PhD Proposal by Nischita Kaza
BioE Ph.D. Thesis Proposal
Thursday, October 6, 2022, 2:30 PM EST
Location: IBB 1128
Virtual link: Zoom
Francisco E. Robles, Ph.D. (Georgia Institute of Technology and Emory University)
Ahmet F. Coskun, Ph.D. (Georgia Institute of Technology and Emory University School of Medicine)
Peng Qiu, Ph.D. (Georgia Institute of Technology and Emory University)
Thomas K. Gaylord, Ph.D. (Georgia Institute of Technology)
Wilbur A. Lam, M.D., Ph.D. (Georgia Institute of Technology and Emory University School of Medicine)
Simple, high-resolution molecular imaging for biological and clinical applications via label-free Deep ultraviolet microscopy
Imaging with deep ultraviolet (~200 - 400 nm) light enables label-free molecular imaging due to the distinctive absorption and dispersion properties of several physiologically important, endogenous biomolecules in this spectral region. In addition, the shorter wavelength of UV light offers higher spatial resolution than conventional imaging systems that use visible light. Furthermore, recent advances in UV light sources and detectors have resulted in simple, low-cost setups that enable contiguous imaging of live cells over long durations without significant photodamage. Therefore, deep-UV microscopy yields quantitative molecular and structural information from biological samples that can aid in monitoring or diagnosing diseases.

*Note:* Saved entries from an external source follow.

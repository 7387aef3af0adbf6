//! Background line loops over the producer's output streams.
//!
//! One loop per stream, each blocked on its line read until data
//! arrives or the stream closes. End-of-stream is the normal shutdown
//! path: the child was killed or exited, the pipe drained, the loop
//! returns. No error ever propagates out of a reader task.

use std::sync::Arc;

use tokio::io::{AsyncBufReadExt, AsyncRead, BufReader};
use tracing::{debug, info, warn};

use super::latest::LatestStore;
use crate::protocol::parse_line;

/// Drains the producer's stdout, publishing every recognized event.
///
/// Unrecognized or malformed lines are logged at debug and dropped.
/// Generic over the stream so tests can feed in-memory input.
pub async fn run_stdout_reader<R>(stream: R, store: Arc<LatestStore>)
where
    R: AsyncRead + Unpin,
{
    let mut lines = BufReader::new(stream).lines();

    loop {
        match lines.next_line().await {
            Ok(Some(line)) => {
                debug!(target: "producer::stdout", "{}", line);
                match parse_line(&line) {
                    Some(event) => store.publish(event),
                    None => debug!("ignoring unrecognized line: {:?}", line),
                }
            }
            Ok(None) => {
                info!("producer stdout closed, stopping reader");
                break;
            }
            Err(e) => {
                warn!("error reading producer stdout: {}", e);
                break;
            }
        }
    }
}

/// Drains the producer's stderr into the diagnostic log.
///
/// Stderr carries free-form tracker diagnostics and is never parsed
/// as protocol data.
pub async fn run_stderr_reader<R>(stream: R)
where
    R: AsyncRead + Unpin,
{
    let mut lines = BufReader::new(stream).lines();

    loop {
        match lines.next_line().await {
            Ok(Some(line)) => {
                if !line.trim().is_empty() {
                    warn!(target: "producer::stderr", "{}", line);
                }
            }
            Ok(None) => {
                debug!("producer stderr closed, stopping reader");
                break;
            }
            Err(e) => {
                warn!("error reading producer stderr: {}", e);
                break;
            }
        }
    }
}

This proposal focuses on hyperspectral, multispectral, and single-wavelength deep-UV microscopy techniques for cellular phenotyping and analysis. We first develop methods to extract quantitative absorption information from biological samples using non-interferometric hyperspectral imaging and multispectral deep-UV microscopy and validate our approach using red blood cells. We then leverage recent advances in deep learning to realize a fully automated pipeline for label-free hematology analysis using single-wavelength UV microscopy images. The results of this work can pave the way for low-cost, label-free imaging systems for use in clinical, at-home, and point-of-care settings. Finally, we propose a UV microscopy system capable of 3D live cell imaging with molecular specificity, which would not only provide unique biological insights but also enable robust cell phenotyping and disease diagnosis.